→ **Problem requirements**:
From the first entry to the last, repeat the listing exactly.

** Opening Given entries block **

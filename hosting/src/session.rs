use datamap::Storage;
use game::api::{Action, Event, Report};
use game::math::{Random, RandomSource};
use game::rules::Rules;
use game::Game;
use log::{error, info, warn};

use crate::{Configuration, DayClock, HostError};

/// Single player session: owns the game, schedules day ticks and keeps
/// the save slot up to date.
pub struct LocalSession {
    game: Game,
    storage: Storage,
    config: Configuration,
    clock: DayClock,
    autosave_elapsed: f32,
}

impl LocalSession {
    pub fn start(config: Configuration, storage: Storage) -> Self {
        let data = match storage.read_slot(&config.save_slot) {
            Ok(data) => data,
            Err(error) => {
                warn!("Unable to read slot {}: {}", config.save_slot, error);
                None
            }
        };
        let game = Game::load_or_new(data.as_deref(), Rules::default(), create_random(&config));
        info!(
            "Start session of {:?} at day {}, {}s per day",
            game.universe.title,
            game.day(),
            config.seconds_per_day
        );
        Self {
            game,
            storage,
            clock: DayClock::new(config.seconds_per_day),
            config,
            autosave_elapsed: 0.0,
        }
    }

    #[inline]
    pub fn game(&self) -> &Game {
        &self.game
    }

    #[inline]
    pub fn storage(&self) -> &Storage {
        &self.storage
    }

    #[inline]
    pub fn clock(&self) -> &DayClock {
        &self.clock
    }

    pub fn update(&mut self, real_seconds: f32) -> Vec<Event> {
        let mut events = vec![];
        let days = self.clock.update(real_seconds);
        for _ in 0..days {
            events.extend(self.game.advance_day());
        }
        self.autosave_elapsed += real_seconds;
        let autosave = self.config.autosave_interval > 0.0
            && self.autosave_elapsed >= self.config.autosave_interval;
        if days > 0 || autosave {
            if autosave {
                self.autosave_elapsed = 0.0;
            }
            if let Err(error) = self.save() {
                error!("Unable to save farm after {} day(s): {}", days, error);
            }
        }
        events
    }

    pub fn perform(&mut self, action: Action) -> Report {
        let result = self.game.perform_action(action);
        let report = Report::of(&result);
        if result.is_ok() {
            if let Err(error) = self.save() {
                error!("Unable to save farm after action: {}", error);
            }
        }
        report
    }

    pub fn save(&mut self) -> Result<(), HostError> {
        let data = self.game.save().to_json()?;
        self.storage.write_slot(&self.config.save_slot, &data)?;
        Ok(())
    }

    pub fn manual_save(&mut self) -> Report {
        match self.save() {
            Ok(()) => Report::good("Game progress saved!"),
            Err(error) => {
                error!("Unable to save farm: {}", error);
                Report::bad("Unable to save game progress.")
            }
        }
    }

    /// Erases the save slot and starts over from a fresh farm.
    pub fn reset_progress(&mut self) -> Result<(), HostError> {
        self.storage.erase_slot(&self.config.save_slot)?;
        self.game = Game::new(Rules::default(), create_random(&self.config));
        self.clock.reset();
        self.autosave_elapsed = 0.0;
        info!("Farm progress reset");
        Ok(())
    }
}

fn create_random(config: &Configuration) -> Box<dyn RandomSource> {
    match config.seed {
        Some(seed) => Box::new(Random::with_seed(seed)),
        None => Box::new(Random::new()),
    }
}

** Closing Given entries block **

→ **Task output**:
filename hosting/src/session.rs
use datamap::Storage;
use game::api::{Action, Event, Report};
use game::math::{Random, RandomSource};
use game::rules::Rules;
use game::Game;
use log::{error, info, warn};

use crate::{Configuration, DayClock, HostError};

/// Single player session: owns the game, schedules day ticks and keeps
/// the save slot up to date.
pub struct LocalSession {
    game: Game,
    storage: Storage,
    config: Configuration,
    clock: DayClock,
    autosave_elapsed: f32,
}

impl LocalSession {
    pub fn start(config: Configuration, storage: Storage) -> Self {
        let data = match storage.read_slot(&config.save_slot) {
            Ok(data) => data,
            Err(error) => {
                warn!("Unable to read slot {}: {}", config.save_slot, error);
                None
            }
        };
        let game = Game::load_or_new(data.as_deref(), Rules::default(), create_random(&config));
        info!(
            "Start session of {:?} at day {}, {}s per day",
            game.universe.title,
            game.day(),
            config.seconds_per_day
        );
        Self {
            game,
            storage,
            clock: DayClock::new(config.seconds_per_day),
            config,
            autosave_elapsed: 0.0,
        }
    }

    #[inline]
    pub fn game(&self) -> &Game {
        &self.game
    }

    #[inline]
    pub fn storage(&self) -> &Storage {
        &self.storage
    }

    #[inline]
    pub fn clock(&self) -> &DayClock {
        &self.clock
    }

    pub fn update(&mut self, real_seconds: f32) -> Vec<Event> {
        let mut events = vec![];
        let days = self.clock.update(real_seconds);
        for _ in 0..days {
            events.extend(self.game.advance_day());
        }
        self.autosave_elapsed += real_seconds;
        let autosave = self.config.autosave_interval > 0.0
            && self.autosave_elapsed >= self.config.autosave_interval;
        if days > 0 || autosave {
            if autosave {
                self.autosave_elapsed = 0.0;
            }
            if let Err(error) = self.save() {
                error!("Unable to save farm after {} day(s): {}", days, error);
            }
        }
        events
    }

    pub fn perform(&mut self, action: Action) -> Report {
        let result = self.game.perform_action(action);
        let report = Report::of(&result);
        if result.is_ok() {
            if let Err(error) = self.save() {
                error!("Unable to save farm after action: {}", error);
            }
        }
        report
    }

    pub fn save(&mut self) -> Result<(), HostError> {
        let data = self.game.save().to_json()?;
        self.storage.write_slot(&self.config.save_slot, &data)?;
        Ok(())
    }

    pub fn manual_save(&mut self) -> Report {
        match self.save() {
            Ok(()) => Report::good("Game progress saved!"),
            Err(error) => {
                error!("Unable to save farm: {}", error);
                Report::bad("Unable to save game progress.")
            }
        }
    }

    /// Erases the save slot and starts over from a fresh farm.
    pub fn reset_progress(&mut self) -> Result<(), HostError> {
        self.storage.erase_slot(&self.config.save_slot)?;
        self.game = Game::new(Rules::default(), create_random(&self.config));
        self.clock.reset();
        self.autosave_elapsed = 0.0;
        info!("Farm progress reset");
        Ok(())
    }
}

fn create_random(config: &Configuration) -> Box<dyn RandomSource> {
    match config.seed {
        Some(seed) => Box::new(Random::with_seed(seed)),
        None => Box::new(Random::new()),
    }
}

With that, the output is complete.